Sunday, April 1, 2007

Belated trip report

I spent Spring break skiing out of a backcountry lodge in the Monashee range of British Columbia. Here's a brief photo report. Brief because I was too busy climbing and skiing to dig my camera out my backpack, and it was too snowy to keep the camera in a pocket (the lens fogged up). Don't let deceive you, though. Whether you are an experienced backcountry skier or you would just want to try it out, Sol Mountain Lodge is the place for you. Beautiful terrain, deep snow, cozy lodge, excellent food, and most important of all, outstanding guiding by Aaron Cooperman. I came back fitter, a better skier, and hungry for more. I'm planning to go back early January 2008, when the snow is coldest and lightest.

Why Google's AI Vision Is Wrong (Not)

Why Google's AI Vision Is Wrong:
The central theme of Google's AI is that massive scale, vast data sets and planet-sized computers will, eventually - almost naturally - result in AI. This is a weak 'vision'. The reason it upsets me is that driving for scale of this type sidesteps the fundamental power to generalize. [...] To be honest, when I talk about AI, I really mean: systems that exhibit human-like intelligence (which could be far more powerful in some dimension than a human, but ultimately with a capacity to reason, conjecture, plan and execute).

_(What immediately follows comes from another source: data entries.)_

use crate::api::OcrLanguage;
use clap::{Parser, Subcommand};
use std::path::PathBuf;

#[derive(Parser, Debug)]
#[command(name = "phrasebox")]
#[command(version)]
#[command(about = "Chat with the phrase translator, manage saved conversations and translate text in images")]
pub struct Cli {
    /// Directory for the local database
    #[arg(long, global = true, env = "PHRASEBOX_DATA_DIR")]
    pub data_dir: Option<PathBuf>,

    #[command(subcommand)]
    pub command: Command,
}

#[derive(Subcommand, Debug)]
pub enum Command {
    /// Log in and remember the session
    Login {
        #[arg(long)]
        email: String,
        #[arg(long, env = "PHRASEBOX_PASSWORD", hide_env_values = true)]
        password: String,
    },
    /// Create an account
    Register {
        #[arg(long)]
        username: String,
        #[arg(long)]
        email: String,
        #[arg(long, env = "PHRASEBOX_PASSWORD", hide_env_values = true)]
        password: String,
    },
    /// Forget the stored session
    Logout,
    /// Interactive chat
    Chat,
    /// Ask a single question, e.g. "What is the French for 'open the door'?"
    Ask {
        #[arg(required = true, num_args = 1..)]
        text: Vec<String>,
    },
    /// Saved conversations
    History {
        #[command(subcommand)]
        action: HistoryAction,
    },
    /// Extract text from an image and translate it
    Ocr {
        image: PathBuf,
        #[arg(long = "from", default_value = "en")]
        source: OcrLanguage,
        #[arg(long = "to", default_value = "es")]
        target: OcrLanguage,
    },
    /// Local settings
    Settings {
        #[command(subcommand)]
        action: SettingsAction,
    },
}

#[derive(Subcommand, Debug)]
pub enum HistoryAction {
    /// List saved conversations
    List {
        /// Use the local copy instead of asking the server
        #[arg(long)]
        offline: bool,
    },
    /// Print a saved conversation
    Show { position: usize },
    /// Delete a saved conversation
    Delete { position: usize },
}

#[derive(Subcommand, Debug)]
pub enum SettingsAction {
    List,
    Set { key: String, value: String },
    Unset { key: String },
}

#[cfg(test)]
mod tests {
    use super::*;
    use clap::CommandFactory;

    #[test]
    fn test_cli_definition_is_consistent() {
        Cli::command().debug_assert();
    }

    #[test]
    fn test_parse_ocr_languages() {
        let cli = Cli::try_parse_from(["phrasebox", "ocr", "menu.png", "--from", "fr", "--to", "en"])
            .unwrap();
        match cli.command {
            Command::Ocr { source, target, .. } => {
                assert_eq!(source, OcrLanguage::French);
                assert_eq!(target, OcrLanguage::English);
            }
            other => panic!("unexpected command {:?}", other),
        }
    }

    #[test]
    fn test_parse_ask_joins_words() {
        let cli = Cli::try_parse_from(["phrasebox", "ask", "German", "for", "'bread'"]).unwrap();
        match cli.command {
            Command::Ask { text } => assert_eq!(text.join(" "), "German for 'bread'"),
            other => panic!("unexpected command {:?}", other),
        }
    }
}
//! User actions. Each command returns either its result or the alert text to
//! show the user; nothing here is fatal.

pub mod auth;
pub mod chat;
pub mod image;
pub mod settings;

use crate::api::Backend;
use crate::db::Database;
use crate::session::{Session, SessionStore};
use std::sync::Arc;

pub const NO_TOKEN_ALERT: &str = "No token found! Please log in again.";

pub struct AppState {
    pub db: Database,
    pub backend: Arc<dyn Backend>,
}

impl AppState {
    pub fn new(db: Database, backend: Arc<dyn Backend>) -> Self {
        Self { db, backend }
    }

    /// Stored session, or the "please log in" alert.
    pub fn require_session(&self) -> Result<Session, String> {
        self.current_session()?.ok_or_else(|| NO_TOKEN_ALERT.to_string())
    }

    pub fn current_session(&self) -> Result<Option<Session>, String> {
        self.db.load().map_err(|e| e.to_string())
    }
}
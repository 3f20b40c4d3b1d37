//! State of the conversation on screen.
//!
//! Holds the active message list, tracks whether a saved conversation is being
//! viewed (read-only), and runs the translate flow for a chat line.
//!
//! Every reset bumps a generation counter. A translation request remembers the
//! generation it was issued in, and its answer is dropped if the user has
//! started a new conversation or opened a saved one in the meantime.

use crate::api::{ApiError, Backend, TranslateRequest};
use crate::db::models::{ChatHistory, Message, RemoteId, Sender};
use crate::phrase::{detect_language, extract_phrase};
use crate::session::Session;

pub const WELCOME_TEXT: &str = "Welcome! Ask me to translate words.";
pub const NOT_UNDERSTOOD_REPLY: &str = "Sorry, I couldn't understand the request.";
pub const TRANSLATION_FAILED_REPLY: &str =
    "There was an issue with the translation request. Please try again.";

#[derive(Debug, thiserror::Error, PartialEq, Eq)]
pub enum ConversationError {
    #[error("This is a saved conversation. Start a new conversation to keep chatting.")]
    ReadOnly,
    #[error("Still waiting for the previous reply.")]
    Busy,
}

/// A translation the caller must perform before calling
/// [`ConversationManager::finish_send`]. Until it is handed back to
/// `finish_send` or [`ConversationManager::cancel_send`] the conversation
/// refuses further sends.
#[derive(Debug, Clone, PartialEq)]
#[must_use = "pass to finish_send or cancel_send, or the conversation stays busy"]
pub struct PendingTranslation {
    generation: u64,
    pub request: TranslateRequest,
}

#[derive(Debug, Clone, Copy, PartialEq, Eq)]
pub enum StartNewOutcome {
    /// The previous conversation was saved to the backend.
    Saved,
    /// Nothing needed saving.
    Cleared,
}

#[derive(Debug, Default)]
pub struct ConversationManager {
    messages: Vec<Message>,
    selected: Option<ChatHistory>,
    intro_sent: bool,
    generation: u64,
    in_flight: Option<u64>,
}

impl ConversationManager {
    pub fn new() -> Self {
        Self::default()
    }

    pub fn messages(&self) -> &[Message] {
        &self.messages
    }

    pub fn selected(&self) -> Option<&ChatHistory> {
        self.selected.as_ref()
    }

    pub fn generation(&self) -> u64 {
        self.generation
    }

    pub fn show_welcome(&self) -> bool {
        self.messages.is_empty() && !self.intro_sent
    }

    pub fn input_enabled(&self) -> bool {
        self.selected.is_none()
    }

    pub fn is_sending(&self) -> bool {
        self.in_flight.is_some()
    }

    /// Append a message. Blank text is ignored; returns whether anything was added.
    pub fn append_message(&mut self, sender: Sender, text: &str) -> bool {
        if text.trim().is_empty() {
            return false;
        }
        self.messages.push(Message {
            sender,
            text: text.to_string(),
        });
        true
    }

    /// Whether the current messages belong to an unsaved conversation.
    pub fn has_unsaved_messages(&self) -> bool {
        !self.messages.is_empty() && self.selected.is_none()
    }

    /// Show a saved conversation read-only. Selecting the one already shown
    /// does nothing. Returns whether the state changed.
    pub fn select_historical(&mut self, chat: &ChatHistory) -> bool {
        if let Some(current) = &self.selected {
            if current.chat_id.is_some() && current.chat_id == chat.chat_id {
                return false;
            }
        }
        self.messages = chat.messages.clone();
        self.selected = Some(chat.clone());
        self.bump();
        tracing::info!(
            "opened saved conversation {}",
            chat.chat_id.as_ref().map(|id| id.0.as_str()).unwrap_or("<unsaved>")
        );
        true
    }

    /// Whether the conversation on screen is the saved one with this id.
    pub fn is_showing(&self, chat_id: &RemoteId) -> bool {
        self.selected
            .as_ref()
            .and_then(|c| c.chat_id.as_ref())
            .is_some_and(|id| id == chat_id)
    }

    /// Save the current conversation if it needs it, then reset to an empty one.
    ///
    /// A failed save leaves everything in place so nothing is lost.
    pub async fn start_new(
        &mut self,
        backend: &dyn Backend,
        session: Option<&Session>,
    ) -> Result<StartNewOutcome, ApiError> {
        let outcome = if self.has_unsaved_messages() {
            let session = session
                .ok_or_else(|| ApiError::Auth("No token found! Please log in again.".into()))?;
            backend.save_history(session, &self.messages).await?;
            tracing::info!("saved conversation with {} messages", self.messages.len());
            StartNewOutcome::Saved
        } else {
            StartNewOutcome::Cleared
        };
        self.reset();
        Ok(outcome)
    }

    /// Drop the current state without saving.
    pub fn reset(&mut self) {
        self.messages.clear();
        self.selected = None;
        self.intro_sent = false;
        self.bump();
    }

    fn bump(&mut self) {
        self.generation += 1;
        self.in_flight = None;
    }

    /// First half of sending a chat line: record the user's message and decide
    /// whether a translation request is needed.
    ///
    /// Returns `Ok(None)` when the line was blank or was answered locally.
    pub fn begin_send(&mut self, input: &str) -> Result<Option<PendingTranslation>, ConversationError> {
        if input.trim().is_empty() {
            return Ok(None);
        }
        if !self.input_enabled() {
            return Err(ConversationError::ReadOnly);
        }
        if self.in_flight == Some(self.generation) {
            return Err(ConversationError::Busy);
        }

        self.append_message(Sender::You, input);
        self.intro_sent = true;

        let language = detect_language(input);
        let phrase = extract_phrase(input);
        let (Some(language), false) = (language, phrase.is_empty()) else {
            self.append_message(Sender::Chatbot, NOT_UNDERSTOOD_REPLY);
            return Ok(None);
        };

        self.in_flight = Some(self.generation);
        Ok(Some(PendingTranslation {
            generation: self.generation,
            request: TranslateRequest { phrase, language },
        }))
    }

    /// Second half of sending: apply the backend's answer. Answers from an
    /// earlier generation are discarded; returns whether it was applied.
    pub fn finish_send(
        &mut self,
        pending: PendingTranslation,
        result: Result<String, ApiError>,
    ) -> bool {
        if pending.generation != self.generation {
            tracing::debug!(
                "dropping stale translation from generation {} (now {})",
                pending.generation,
                self.generation
            );
            return false;
        }
        self.in_flight = None;
        match result {
            Ok(translated) => {
                self.append_message(
                    Sender::Chatbot,
                    &format!("The translated phrase is: {}", translated),
                );
            }
            Err(e) => {
                tracing::warn!("translation failed: {}", e);
                self.append_message(Sender::Chatbot, TRANSLATION_FAILED_REPLY);
            }
        }
        true
    }

    /// Give up on a pending translation without adding a reply. Returns
    /// whether it still belonged to the current generation.
    pub fn cancel_send(&mut self, pending: PendingTranslation) -> bool {
        if pending.generation != self.generation {
            return false;
        }
        tracing::debug!("translation cancelled in generation {}", pending.generation);
        self.in_flight = None;
        true
    }

    /// Send a chat line and wait for the reply.
    pub async fn send(&mut self, backend: &dyn Backend, input: &str) -> Result<(), ConversationError> {
        if let Some(pending) = self.begin_send(input)? {
            let result = backend.translate_phrase(&pending.request).await;
            self.finish_send(pending, result);
        }
        Ok(())
    }
}
//! Session token storage.
//!
//! The bearer token obtained at login is loaded once per action and handed to
//! the backend client as a [`Session`], rather than read from shared state at
//! request time.

use crate::db::Database;
use std::sync::Mutex;

pub const TOKEN_KEY: &str = "token";

#[derive(Debug, thiserror::Error)]
pub enum StoreError {
    #[error("Local storage error: {0}")]
    Sqlite(#[from] rusqlite::Error),
}

/// Bearer credential for authenticated backend calls.
#[derive(Clone, PartialEq, Eq)]
pub struct Session {
    token: String,
}

impl Session {
    pub fn new(token: impl Into<String>) -> Self {
        Self {
            token: token.into(),
        }
    }

    pub fn token(&self) -> &str {
        &self.token
    }

    pub fn bearer(&self) -> String {
        format!("Bearer {}", self.token)
    }
}

impl std::fmt::Debug for Session {
    fn fmt(&self, f: &mut std::fmt::Formatter<'_>) -> std::fmt::Result {
        f.debug_struct("Session").field("token", &"<redacted>").finish()
    }
}

pub trait SessionStore: Send + Sync {
    fn load(&self) -> Result<Option<Session>, StoreError>;
    fn store(&self, session: &Session) -> Result<(), StoreError>;
    fn clear(&self) -> Result<(), StoreError>;
}

impl SessionStore for Database {
    fn load(&self) -> Result<Option<Session>, StoreError> {
        Ok(self
            .get_setting(TOKEN_KEY)?
            .filter(|t| !t.is_empty())
            .map(Session::new))
    }

    fn store(&self, session: &Session) -> Result<(), StoreError> {
        self.set_setting(TOKEN_KEY, session.token())?;
        Ok(())
    }

    fn clear(&self) -> Result<(), StoreError> {
        self.delete_setting(TOKEN_KEY)?;
        Ok(())
    }
}

/// Process-local store, used where nothing should touch disk.
#[derive(Default)]
pub struct MemorySessionStore {
    current: Mutex<Option<Session>>,
}

impl SessionStore for MemorySessionStore {
    fn load(&self) -> Result<Option<Session>, StoreError> {
        Ok(self
            .current
            .lock()
            .unwrap_or_else(|p| p.into_inner())
            .clone())
    }

    fn store(&self, session: &Session) -> Result<(), StoreError> {
        *self.current.lock().unwrap_or_else(|p| p.into_inner()) = Some(session.clone());
        Ok(())
    }

    fn clear(&self) -> Result<(), StoreError> {
        *self.current.lock().unwrap_or_else(|p| p.into_inner()) = None;
        Ok(())
    }
}

#[cfg(test)]
mod tests {
    use super::*;

    fn exercise(store: &dyn SessionStore) {
        assert!(store.load().unwrap().is_none());
        store.store(&Session::new("abc")).unwrap();
        assert_eq!(store.load().unwrap(), Some(Session::new("abc")));
        store.store(&Session::new("def")).unwrap();
        assert_eq!(store.load().unwrap().unwrap().token(), "def");
        store.clear().unwrap();
        assert!(store.load().unwrap().is_none());
    }

    #[test]
    fn test_database_store_lifecycle() {
        let db = Database::in_memory().unwrap();
        exercise(&db);
    }

    #[test]
    fn test_memory_store_lifecycle() {
        exercise(&MemorySessionStore::default());
    }

    #[test]
    fn test_debug_hides_token() {
        let s = Session::new("secret-token");
        assert!(!format!("{:?}", s).contains("secret"));
        assert_eq!(s.bearer(), "Bearer secret-token");
    }
}
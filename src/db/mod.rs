pub mod models;

use models::ChatHistory;
use rusqlite::{params, Connection, Result};
use std::path::Path;
use std::sync::{Mutex, MutexGuard};

pub const DB_FILE_NAME: &str = "phrasebox.db";

pub struct Database {
    conn: Mutex<Connection>,
}

impl Database {
    pub fn new(app_dir: &Path) -> Result<Self> {
        if let Err(e) = std::fs::create_dir_all(app_dir) {
            tracing::warn!("could not create data dir {}: {}", app_dir.display(), e);
        }
        let conn = Connection::open(app_dir.join(DB_FILE_NAME))?;
        Self::with_connection(conn)
    }

    pub fn in_memory() -> Result<Self> {
        Self::with_connection(Connection::open_in_memory()?)
    }

    fn with_connection(conn: Connection) -> Result<Self> {
        let db = Self {
            conn: Mutex::new(conn),
        };
        db.migrate()?;
        Ok(db)
    }

    fn conn(&self) -> MutexGuard<'_, Connection> {
        self.conn.lock().unwrap_or_else(|poisoned| poisoned.into_inner())
    }

    fn migrate(&self) -> Result<()> {
        let conn = self.conn();
        conn.execute_batch(
            "
            CREATE TABLE IF NOT EXISTS settings (
                key TEXT PRIMARY KEY,
                value TEXT NOT NULL
            );

            CREATE TABLE IF NOT EXISTS chat_cache (
                position INTEGER PRIMARY KEY,
                chat_id TEXT,
                timestamp TEXT,
                messages TEXT NOT NULL
            );
            ",
        )?;
        Ok(())
    }

    // ── Settings ──

    pub fn get_setting(&self, key: &str) -> Result<Option<String>> {
        let conn = self.conn();
        let result = conn.query_row(
            "SELECT value FROM settings WHERE key = ?1",
            params![key],
            |row| row.get(0),
        );
        match result {
            Ok(val) => Ok(Some(val)),
            Err(rusqlite::Error::QueryReturnedNoRows) => Ok(None),
            Err(e) => Err(e),
        }
    }

    pub fn set_setting(&self, key: &str, value: &str) -> Result<()> {
        let conn = self.conn();
        conn.execute(
            "INSERT OR REPLACE INTO settings (key, value) VALUES (?1, ?2)",
            params![key, value],
        )?;
        Ok(())
    }

    pub fn delete_setting(&self, key: &str) -> Result<()> {
        let conn = self.conn();
        conn.execute("DELETE FROM settings WHERE key = ?1", params![key])?;
        Ok(())
    }

    // ── Chat history cache ──

    /// Replace the offline copy of the history list, keeping server order.
    pub fn replace_chat_cache(&self, chats: &[ChatHistory]) -> Result<()> {
        let mut conn = self.conn();
        let tx = conn.transaction()?;
        tx.execute("DELETE FROM chat_cache", [])?;
        for (i, chat) in chats.iter().enumerate() {
            let messages = serde_json::to_string(&chat.messages)
                .map_err(|e| rusqlite::Error::ToSqlConversionFailure(Box::new(e)))?;
            tx.execute(
                "INSERT INTO chat_cache (position, chat_id, timestamp, messages) VALUES (?1, ?2, ?3, ?4)",
                params![
                    i as i64,
                    chat.chat_id.as_ref().map(|id| id.0.as_str()),
                    chat.timestamp,
                    messages
                ],
            )?;
        }
        tx.commit()
    }

    pub fn load_chat_cache(&self) -> Result<Vec<ChatHistory>> {
        let conn = self.conn();
        let mut stmt = conn.prepare(
            "SELECT chat_id, timestamp, messages FROM chat_cache ORDER BY position ASC",
        )?;
        let rows = stmt.query_map([], |row| {
            let chat_id: Option<String> = row.get(0)?;
            let messages: String = row.get(2)?;
            let messages = serde_json::from_str(&messages).map_err(|e| {
                rusqlite::Error::FromSqlConversionFailure(2, rusqlite::types::Type::Text, Box::new(e))
            })?;
            Ok(ChatHistory {
                chat_id: chat_id.map(models::RemoteId),
                timestamp: row.get(1)?,
                messages,
            })
        })?;
        rows.collect()
    }

    pub fn clear_chat_cache(&self) -> Result<()> {
        let conn = self.conn();
        conn.execute("DELETE FROM chat_cache", [])?;
        Ok(())
    }
}
use super::AppState;
use crate::api::{OcrLanguage, OcrRequest, OcrResult};
use std::path::Path;

pub async fn ocr_translate(
    state: &AppState,
    image_path: Option<&Path>,
    source_lang: OcrLanguage,
    target_lang: OcrLanguage,
) -> Result<OcrResult, String> {
    let path = image_path.ok_or("Please select an image first.")?;
    let image = tokio::fs::read(path)
        .await
        .map_err(|e| format!("Failed to pick image: {}", e))?;
    let file_name = path
        .file_name()
        .and_then(|n| n.to_str())
        .unwrap_or("image.jpg")
        .to_string();

    let request = OcrRequest {
        image,
        file_name,
        source_lang,
        target_lang,
    };
    state.backend.ocr_translate(&request).await.map_err(|e| {
        tracing::warn!("ocr_translate failed: {}", e);
        match e.server_message() {
            Some(message) => format!("Failed to process image: {}", message),
            None => format!("Failed to process image: {}", e),
        }
    })
}

#[cfg(test)]
mod tests {
    use super::*;
    use crate::api::fake::{Call, FakeBackend};
    use crate::commands::test_support::state_with;

    #[tokio::test]
    async fn test_requires_an_image() {
        let (state, backend) = state_with(FakeBackend::default());
        let err = ocr_translate(&state, None, OcrLanguage::English, OcrLanguage::Spanish)
            .await
            .unwrap_err();
        assert_eq!(err, "Please select an image first.");
        assert!(backend.calls().is_empty());
    }

    #[tokio::test]
    async fn test_sends_file_contents() {
        let dir = tempfile::tempdir().unwrap();
        let path = dir.path().join("sign.png");
        std::fs::write(&path, [1u8, 2, 3, 4]).unwrap();
        let (state, backend) = state_with(FakeBackend::default());

        let result = ocr_translate(&state, Some(&path), OcrLanguage::English, OcrLanguage::Spanish)
            .await
            .unwrap();
        assert_eq!(result.translated_text, "hola");
        assert_eq!(backend.calls(), vec![Call::Ocr(4)]);
    }

    #[tokio::test]
    async fn test_missing_file_is_an_alert() {
        let (state, _) = state_with(FakeBackend::default());
        let err = ocr_translate(
            &state,
            Some(Path::new("/definitely/not/here.jpg")),
            OcrLanguage::French,
            OcrLanguage::English,
        )
        .await
        .unwrap_err();
        assert!(err.starts_with("Failed to pick image"));
    }
}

AI, as used by Eric Schmidt, clearly means something more like: a useful tool.
The obvious question to ask Matt is "How do you know?" Where does the power to generalize come from? The hypothesis that it is based on a very large associative memory is at least as credible as any of the alternatives. It's certainly the case that all of the advances in information retrieval, speech recognition, machine translation, image understanding, and genomics, of the last twenty years are basically advances in extracting statistical regularities for very large data sets. No other approach has had even a teeny fraction of that impact.
Let me talk a bit more about genomics, because it touches on what we all recognize as the most impressive examples of the “capacity to reason, conjecture”: scientific discovery. Evolution predicts that the genomes of organisms will have similarities and dissimilarities governed by descent with modification and by conservation of genes for valuable traits. Computational biologists developed a variety of statistical pattern-matching methods that discover the specific conserved and mutated elements by comparing the genomes of related species. These methods are able to find generalizations that lead to experimentally testable predictions of, for instance, important conserved regulatory modules. That's just one among many discoveries that would be totally impossible without statistical generalization from huge data sets. These statistical methods are discovering new facts about biological evolution and function. Is that intelligence?
Matt's criticism appears to me archaically essentialist. For him, there must be something in “intelligence” beyond mere statistical pattern discovery. In the same way as for some there must be something to life beyond mere blind mutation and natural selection.
I prefer empirical evidence to metaphysical claims. While it is obvious that current statistical generalization methods are very coarse compared with the most refined products of the human intellect, they are already able to amplify that intellect in ways that were unimaginable just a couple of decades ago, and we see no evidence of fundamental roadblocks to further progress. Just, sometimes, failures of imagination.